Auckland retirees who had cashed up and shifted to the Bay of Plenty with surplus funds had influenced its data, while Vietnam was the standout destination, she said.

"It is the hotspot at the moment, there is no doubt about it. I think that is because Kiwis have an affinity with Vietnam. It has a great climate throughout the year, it's easy to get around and safe and it's actually got something for everybody."

She noted over the last 10 to 15 years incomes had gone up but some fares had stayed the same with flights to Europe about $2000 so in "today's world you know it's actually not a bad price".

Vietnam fascinating for traveller

Peter Attwood (pictured) has been to Vietnam 14 times and says when the plane starts its descent into Saigon (Ho Chi Minh City) his heart rate starts speeding up and "it doesn't matter how many times I have been there that never diminishes".

"I just love it and as soon as you leave the airport, you are excited."

He has a close affinity with the country which is spectacular, however, it's the people who have claimed a place in his heart.

By his own admission Mr Attwood is "quite gregarious and I have met a few friends there". "The Vietnamese are just wonderful people, the food is delectable and the climate is great."

The country also had amazing scenery and the many remnants of the war were fascinating to see. The Hai Van Pass was also a standout.

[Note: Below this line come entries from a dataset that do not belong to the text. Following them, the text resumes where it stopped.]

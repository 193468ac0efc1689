//! SecretsProvider (C1): the sole authority over provider credentials.
//!
//! Credentials are never stored on a `Provider` record, only logical names of the shape
//! `dyad-gateway/providers/<providerId>/credentials/<key>`. This breaks the storage/crypto
//! coupling the design notes flag: nothing auto-encrypts on save or decrypts on read, because
//! nothing but `SecretsProvider` ever sees a secret's plaintext.

use std::collections::HashMap;
use std::sync::RwLock;

use aes_gcm::aead::{Aead, KeyInit, OsRng};
use aes_gcm::{Aes256Gcm, Key, Nonce};
use async_trait::async_trait;
use rand::RngCore;

use crate::error::SecretsError;

#[async_trait]
pub trait SecretsProvider: Send + Sync {
    async fn get(&self, name: &str) -> Result<Vec<u8>, SecretsError>;
    async fn set(&self, name: &str, value: Vec<u8>) -> Result<u64, SecretsError>;
    async fn delete(&self, name: &str) -> Result<(), SecretsError>;
    /// Returns the new version number.
    async fn rotate(&self, name: &str, value: Vec<u8>) -> Result<u64, SecretsError>;
    fn encrypt(&self, plaintext: &[u8], key_id: &str) -> Result<Vec<u8>, SecretsError>;
    fn decrypt(&self, ciphertext: &[u8], key_id: &str) -> Result<Vec<u8>, SecretsError>;
}

struct VersionedSecret {
    value: Vec<u8>,
    version: u64,
}

/// In-process development store. Plaintext held in memory only, never written to disk.
///
/// Construction fails when `production` is true: a real deployment must supply a
/// `SecretsProvider` backed by an external KMS/secrets manager, this store exists only to
/// make the gateway runnable without one in dev/test.
pub struct InMemorySecretsProvider {
    entries: RwLock<HashMap<String, VersionedSecret>>,
    encryption_keys: RwLock<HashMap<String, [u8; 32]>>,
}

impl InMemorySecretsProvider {
    pub fn new(production: bool) -> Result<Self, SecretsError> {
        if production {
            return Err(SecretsError::Unavailable);
        }
        Ok(Self {
            entries: RwLock::new(HashMap::new()),
            encryption_keys: RwLock::new(HashMap::new()),
        })
    }

    fn key_for(&self, key_id: &str) -> [u8; 32] {
        let mut keys = self.encryption_keys.write().unwrap();
        *keys.entry(key_id.to_string()).or_insert_with(|| {
            let mut k = [0u8; 32];
            rand::thread_rng().fill_bytes(&mut k);
            k
        })
    }
}

#[async_trait]
impl SecretsProvider for InMemorySecretsProvider {
    async fn get(&self, name: &str) -> Result<Vec<u8>, SecretsError> {
        self.entries
            .read()
            .unwrap()
            .get(name)
            .map(|e| e.value.clone())
            .ok_or_else(|| SecretsError::NotFound(name.to_string()))
    }

    async fn set(&self, name: &str, value: Vec<u8>) -> Result<u64, SecretsError> {
        let mut entries = self.entries.write().unwrap();
        let version = entries.get(name).map(|e| e.version + 1).unwrap_or(1);
        entries.insert(name.to_string(), VersionedSecret { value, version });
        Ok(version)
    }

    async fn delete(&self, name: &str) -> Result<(), SecretsError> {
        self.entries.write().unwrap().remove(name);
        Ok(())
    }

    async fn rotate(&self, name: &str, value: Vec<u8>) -> Result<u64, SecretsError> {
        self.set(name, value).await
    }

    /// AES-256-GCM, explicit random 96-bit nonce prepended to the ciphertext, authenticated
    /// tag included. Per spec §9, this deliberately does not reproduce the source's
    /// deprecated-cipher/CBC construction.
    fn encrypt(&self, plaintext: &[u8], key_id: &str) -> Result<Vec<u8>, SecretsError> {
        let key_bytes = self.key_for(key_id);
        let cipher = Aes256Gcm::new(Key::<Aes256Gcm>::from_slice(&key_bytes));
        let mut nonce_bytes = [0u8; 12];
        OsRng.fill_bytes(&mut nonce_bytes);
        let nonce = Nonce::from_slice(&nonce_bytes);
        let ct = cipher
            .encrypt(nonce, plaintext)
            .map_err(|_| SecretsError::IntegrityFailure(key_id.to_string()))?;
        let mut out = Vec::with_capacity(12 + ct.len());
        out.extend_from_slice(&nonce_bytes);
        out.extend_from_slice(&ct);
        Ok(out)
    }

    fn decrypt(&self, ciphertext: &[u8], key_id: &str) -> Result<Vec<u8>, SecretsError> {
        if ciphertext.len() < 12 {
            return Err(SecretsError::IntegrityFailure(key_id.to_string()));
        }
        let (nonce_bytes, ct) = ciphertext.split_at(12);
        let key_bytes = self.key_for(key_id);
        let cipher = Aes256Gcm::new(Key::<Aes256Gcm>::from_slice(&key_bytes));
        cipher
            .decrypt(Nonce::from_slice(nonce_bytes), ct)
            .map_err(|_| SecretsError::IntegrityFailure(key_id.to_string()))
    }
}

/// Build the logical secret name for a provider credential.
pub fn provider_credential_name(provider_id: &str, key: &str) -> String {
    format!("dyad-gateway/providers/{provider_id}/credentials/{key}")
}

"It's juxtaposed between the incredible greenery of the jungle and the amazing blue of the sea. Every year I hire a motorbike and do a trip over the mountain pass."

Although he preferred to stay in hotels off the beaten track, the locals had embraced the growth in tourism, he said.

"The Vietnamese are particularly savvy entrepreneurs and whilst they trade under a mantle of communism they certainly know how to procure a buck. Therefore they are incredibly honed to the concept of tourism."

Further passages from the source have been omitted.